WASHINGTON (AP) — In past presidential elections, Veronica Deveso could have told you by now who she was backing and why. Not this time.
All the former taxi dispatcher from Hamburg, N.Y., wants is a candidate “with a solid plan to do something, almost anything,” to bolster the economy and end the Iraq war. Dissatisfied with the campaign rhetoric she’s heard so far, Deveso, 56, remains “right at the top of that wall and could fall either way.”
The wall she’s perched on is crowded. White women age 45 to 64, such as Deveso, are one of this year’s most hotly contested voting blocs, evenly divided between Barack Obama and John McCain, and wide open to being pulled either way, according to a recent Associated Press-GfK Poll.
There are plenty of them, too, prompting both presidential campaigns to woo them vigorously. About one in six voters in the 2004 presidential election was a white woman in that age range, polls showed.

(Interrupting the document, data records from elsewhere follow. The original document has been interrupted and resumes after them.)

use crate::demo::{run_demo, DemoArgs};
use crate::server;
use admissions::error::AppError;
use clap::{Args, Parser, Subcommand};

#[derive(Parser, Debug)]
#[command(
    name = "admissions",
    about = "Run the college admissions service or walk through a scripted admission cycle",
    version
)]
struct Cli {
    #[command(subcommand)]
    command: Option<Command>,
}

#[derive(Subcommand, Debug)]
enum Command {
    /// Start the HTTP service (default command)
    Serve(ServeArgs),
    /// Run an in-memory admission cycle, including a race for the last seats
    Demo(DemoArgs),
}

#[derive(Args, Debug, Default)]
pub(crate) struct ServeArgs {
    /// Override the configured host for the HTTP server
    #[arg(long)]
    pub(crate) host: Option<String>,
    /// Override the configured port for the HTTP server
    #[arg(long)]
    pub(crate) port: Option<u16>,
}

pub(crate) async fn run() -> Result<(), AppError> {
    let cli = Cli::parse();
    let command = cli
        .command
        .unwrap_or_else(|| Command::Serve(ServeArgs::default()));

    match command {
        Command::Serve(args) => server::run(args).await,
        Command::Demo(args) => run_demo(args),
    }
}

#[cfg(test)]
mod tests {
    use super::*;

    #[test]
    fn no_subcommand_defaults_to_serve() {
        let cli = Cli::try_parse_from(["admissions"]).expect("parses");
        assert!(cli.command.is_none());
    }

    #[test]
    fn demo_accepts_race_parameters() {
        let cli = Cli::try_parse_from([
            "admissions",
            "demo",
            "--seats",
            "1",
            "--contenders",
            "6",
            "--year",
            "2027",
        ])
        .expect("parses");

        match cli.command {
            Some(Command::Demo(args)) => {
                assert_eq!(args.seats, 1);
                assert_eq!(args.contenders, 6);
                assert_eq!(args.year, "2027");
            }
            other => panic!("unexpected command: {other:?}"),
        }
    }
}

These are the Boomer Women — middle-aged children of the post-World War II generation. Many are veterans of balancing jobs with running households, and often acutely aware of their families’ economic pressures because they write the checks, buy the groceries and fill the tank with gas.

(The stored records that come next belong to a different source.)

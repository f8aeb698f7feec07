use std::sync::Arc;

use axum::{
    async_trait,
    extract::{FromRequestParts, Path, State},
    http::{request::Parts, HeaderMap, StatusCode},
    response::{IntoResponse, Response},
    routing::{get, post, put},
    Json, Router,
};
use serde::{Deserialize, Serialize};
use serde_json::json;

use super::audit::AuditSink;
use super::domain::{
    AcademicYear, Actor, ActorId, ApplicationId, CollegeId, CourseType, DocumentId,
    DocumentReview, DocumentUpload, NewApplication, PoolKey, Role,
};
use super::ledger::PoolStatus;
use super::lifecycle::Transition;
use super::service::{AdmissionError, AdmissionService, TransitionOutcome, TransitionRequest};
use super::store::{AdmissionStore, ApplicationView, RepositoryError};

pub const ACTOR_ID_HEADER: &str = "x-actor-id";
pub const ACTOR_ROLE_HEADER: &str = "x-actor-role";
pub const COLLEGE_ID_HEADER: &str = "x-college-id";

/// Router builder exposing the admission lifecycle over HTTP.
pub fn admission_router<S, A>(service: Arc<AdmissionService<S, A>>) -> Router
where
    S: AdmissionStore + 'static,
    A: AuditSink + 'static,
{
    Router::new()
        .route("/api/v1/applications", post(create_handler::<S, A>))
        .route(
            "/api/v1/applications/:application_id",
            get(application_handler::<S, A>),
        )
        .route(
            "/api/v1/applications/:application_id/transitions",
            post(transition_handler::<S, A>),
        )
        .route(
            "/api/v1/applications/:application_id/revocation",
            post(revocation_handler::<S, A>),
        )
        .route(
            "/api/v1/applications/:application_id/documents",
            post(attach_document_handler::<S, A>),
        )
        .route(
            "/api/v1/applications/:application_id/documents/:document_id",
            put(review_document_handler::<S, A>),
        )
        .route(
            "/api/v1/seat-pools/:college_id/:course/:academic_year",
            get(pool_status_handler::<S, A>).put(capacity_handler::<S, A>),
        )
        .with_state(service)
}

/// Caller identity forwarded by the session layer in trusted headers.
#[derive(Debug, Clone)]
pub struct SessionActor(pub Actor);

#[async_trait]
impl<St> FromRequestParts<St> for SessionActor
where
    St: Send + Sync,
{
    type Rejection = Response;

    async fn from_request_parts(parts: &mut Parts, _state: &St) -> Result<Self, Self::Rejection> {
        actor_from_headers(&parts.headers)
            .map(SessionActor)
            .map_err(|message| {
                let payload = json!({ "error": "Unauthenticated", "message": message });
                (StatusCode::UNAUTHORIZED, Json(payload)).into_response()
            })
    }
}

fn actor_from_headers(headers: &HeaderMap) -> Result<Actor, String> {
    let header = |name: &str| -> Result<Option<String>, String> {
        headers
            .get(name)
            .map(|value| {
                value
                    .to_str()
                    .map(|value| value.trim().to_string())
                    .map_err(|_| format!("{name} header is not valid text"))
            })
            .transpose()
    };

    let id = header(ACTOR_ID_HEADER)?
        .filter(|value| !value.is_empty())
        .ok_or_else(|| format!("missing {ACTOR_ID_HEADER} header"))?;
    let role = header(ACTOR_ROLE_HEADER)?
        .ok_or_else(|| format!("missing {ACTOR_ROLE_HEADER} header"))?
        .parse::<Role>()
        .map_err(|err| err.to_string())?;
    let college_id = header(COLLEGE_ID_HEADER)?
        .filter(|value| !value.is_empty())
        .map(CollegeId);

    Ok(Actor {
        id: ActorId(id),
        role,
        college_id,
    })
}

#[derive(Debug, Serialize)]
pub struct TransitionResponse {
    pub application: ApplicationView,
    pub transition: Transition,
    #[serde(skip_serializing_if = "Option::is_none")]
    pub roll_number: Option<String>,
}

impl From<TransitionOutcome> for TransitionResponse {
    fn from(outcome: TransitionOutcome) -> Self {
        Self {
            application: outcome.application.view(),
            transition: outcome.transition,
            roll_number: outcome.seat.map(|seat| seat.roll_number),
        }
    }
}

#[derive(Debug, Default, Deserialize)]
pub struct RevocationRequest {
    #[serde(default)]
    pub expected_version: Option<u64>,
    #[serde(default)]
    pub comment: Option<String>,
}

#[derive(Debug, Deserialize)]
pub struct CapacityRequest {
    pub total: u32,
}

#[derive(Debug, Serialize)]
pub struct PoolStatusView {
    pub college_id: CollegeId,
    pub course: &'static str,
    pub academic_year: AcademicYear,
    pub total: u32,
    pub occupied: u32,
    pub free: u32,
}

impl From<PoolStatus> for PoolStatusView {
    fn from(status: PoolStatus) -> Self {
        let free = status.free();
        Self {
            college_id: status.pool.college_id,
            course: status.pool.course.label(),
            academic_year: status.pool.academic_year,
            total: status.total,
            occupied: status.occupied,
            free,
        }
    }
}

pub(crate) async fn create_handler<S, A>(
    State(service): State<Arc<AdmissionService<S, A>>>,
    SessionActor(actor): SessionActor,
    Json(intake): Json<NewApplication>,
) -> Response
where
    S: AdmissionStore + 'static,
    A: AuditSink + 'static,
{
    match service.create_application(&actor, intake) {
        Ok(record) => (StatusCode::CREATED, Json(record.view())).into_response(),
        Err(error) => error.into_response(),
    }
}

pub(crate) async fn application_handler<S, A>(
    State(service): State<Arc<AdmissionService<S, A>>>,
    SessionActor(actor): SessionActor,
    Path(application_id): Path<String>,
) -> Response
where
    S: AdmissionStore + 'static,
    A: AuditSink + 'static,
{
    match service.get(&actor, &ApplicationId(application_id)) {
        Ok(record) => (StatusCode::OK, Json(record.view())).into_response(),
        Err(error) => error.into_response(),
    }
}

pub(crate) async fn transition_handler<S, A>(
    State(service): State<Arc<AdmissionService<S, A>>>,
    SessionActor(actor): SessionActor,
    Path(application_id): Path<String>,
    Json(request): Json<TransitionRequest>,
) -> Response
where
    S: AdmissionStore + 'static,
    A: AuditSink + 'static,
{
    match service.transition(&actor, &ApplicationId(application_id), request) {
        Ok(outcome) => (StatusCode::OK, Json(TransitionResponse::from(outcome))).into_response(),
        Err(error) => error.into_response(),
    }
}

pub(crate) async fn revocation_handler<S, A>(
    State(service): State<Arc<AdmissionService<S, A>>>,
    SessionActor(actor): SessionActor,
    Path(application_id): Path<String>,
    Json(request): Json<RevocationRequest>,
) -> Response
where
    S: AdmissionStore + 'static,
    A: AuditSink + 'static,
{
    let RevocationRequest {
        expected_version,
        comment,
    } = request;
    match service.revoke_admission(
        &actor,
        &ApplicationId(application_id),
        expected_version,
        comment,
    ) {
        Ok(outcome) => (StatusCode::OK, Json(TransitionResponse::from(outcome))).into_response(),
        Err(error) => error.into_response(),
    }
}

pub(crate) async fn attach_document_handler<S, A>(
    State(service): State<Arc<AdmissionService<S, A>>>,
    SessionActor(actor): SessionActor,
    Path(application_id): Path<String>,
    Json(upload): Json<DocumentUpload>,
) -> Response
where
    S: AdmissionStore + 'static,
    A: AuditSink + 'static,
{
    match service.attach_document(&actor, &ApplicationId(application_id), upload) {
        Ok(document) => (StatusCode::CREATED, Json(document)).into_response(),
        Err(error) => error.into_response(),
    }
}

pub(crate) async fn review_document_handler<S, A>(
    State(service): State<Arc<AdmissionService<S, A>>>,
    SessionActor(actor): SessionActor,
    Path((application_id, document_id)): Path<(String, String)>,
    Json(review): Json<DocumentReview>,
) -> Response
where
    S: AdmissionStore + 'static,
    A: AuditSink + 'static,
{
    match service.review_document(
        &actor,
        &ApplicationId(application_id),
        &DocumentId(document_id),
        review,
    ) {
        Ok(document) => (StatusCode::OK, Json(document)).into_response(),
        Err(error) => error.into_response(),
    }
}

pub(crate) async fn pool_status_handler<S, A>(
    State(service): State<Arc<AdmissionService<S, A>>>,
    SessionActor(actor): SessionActor,
    Path(segments): Path<(String, String, String)>,
) -> Response
where
    S: AdmissionStore + 'static,
    A: AuditSink + 'static,
{
    let pool = match pool_from_path(segments) {
        Ok(pool) => pool,
        Err(response) => return response,
    };
    match service.pool_status(&actor, &pool) {
        Ok(status) => (StatusCode::OK, Json(PoolStatusView::from(status))).into_response(),
        Err(error) => error.into_response(),
    }
}

pub(crate) async fn capacity_handler<S, A>(
    State(service): State<Arc<AdmissionService<S, A>>>,
    SessionActor(actor): SessionActor,
    Path(segments): Path<(String, String, String)>,
    Json(request): Json<CapacityRequest>,
) -> Response
where
    S: AdmissionStore + 'static,
    A: AuditSink + 'static,
{
    let pool = match pool_from_path(segments) {
        Ok(pool) => pool,
        Err(response) => return response,
    };
    match service.configure_capacity(&actor, &pool, request.total) {
        Ok(status) => (StatusCode::OK, Json(PoolStatusView::from(status))).into_response(),
        Err(error) => error.into_response(),
    }
}

fn pool_from_path(
    (college_id, course, academic_year): (String, String, String),
) -> Result<PoolKey, Response> {
    let course = course.parse::<CourseType>().map_err(|err| {
        let payload = json!({ "error": "InvalidRequest", "message": err.to_string() });
        (StatusCode::UNPROCESSABLE_ENTITY, Json(payload)).into_response()
    })?;
    Ok(PoolKey::new(
        CollegeId(college_id),
        course,
        AcademicYear(academic_year),
    ))
}

impl AdmissionError {
    pub fn status_code(&self) -> StatusCode {
        match self {
            AdmissionError::Unauthorized(_) => StatusCode::FORBIDDEN,
            AdmissionError::NotFound { .. } | AdmissionError::Repository(RepositoryError::NotFound) => {
                StatusCode::NOT_FOUND
            }
            AdmissionError::InvalidTransition(_)
            | AdmissionError::DocumentsIncomplete { .. }
            | AdmissionError::CapacityLimitExceeded { .. } => StatusCode::UNPROCESSABLE_ENTITY,
            AdmissionError::SeatsExhausted { .. }
            | AdmissionError::CapacityViolation { .. }
            | AdmissionError::ConcurrencyConflict { .. }
            | AdmissionError::StudentAlreadySeated { .. }
            | AdmissionError::DocumentsLocked { .. }
            | AdmissionError::NotAdmitted(_)
            | AdmissionError::Repository(RepositoryError::Conflict) => StatusCode::CONFLICT,
            AdmissionError::Repository(RepositoryError::Unavailable(_)) => {
                StatusCode::SERVICE_UNAVAILABLE
            }
        }
    }
}

impl IntoResponse for AdmissionError {
    fn into_response(self) -> Response {
        let payload = json!({
            "error": self.kind(),
            "message": self.to_string(),
        });
        (self.status_code(), Json(payload)).into_response()
    }
}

They’re feisty, used to demanding answers and making choices. With a worldwide economy that’s lurching toward recession, they’re demanding that the presidential candidates show them concrete solutions to the financial crisis and other problems.
As a group, these middle-aged white women have not yet been swayed by either contender — in contrast to black and Hispanic women, who back Obama by the same heavy proportions that minority-group men do. They’re split between McCain and Obama and identify themselves as Democrats or Republicans in about equal numbers, the AP-GfK poll showed.
“If they came up with something about the economy that really made me feel like they have a really good handle on it,” it would help, said Rae Ann Priester, 52, of Fresno, Calif., who is leaning toward Obama but could switch. “They’re sort of dancing around the issue.”
A sizable 44 percent of them remain persuadable — that is, either completely undecided or favoring one candidate while conceding they may change their minds. That’s bigger than the 33 percent of all voters are still persuadable.
“If you’re aged right in the middle like me, it’s hard to decide,” said Deborah Nance, 56, of Wilmington, Del. “Go with the seasoned guy who might get in there and die the next day, or go with the young guy who you really don’t know much about.”
The evenly divided Boomer Women stand in contrast to voters overall, who polls show have leaned toward Obama since the financial crisis intensified.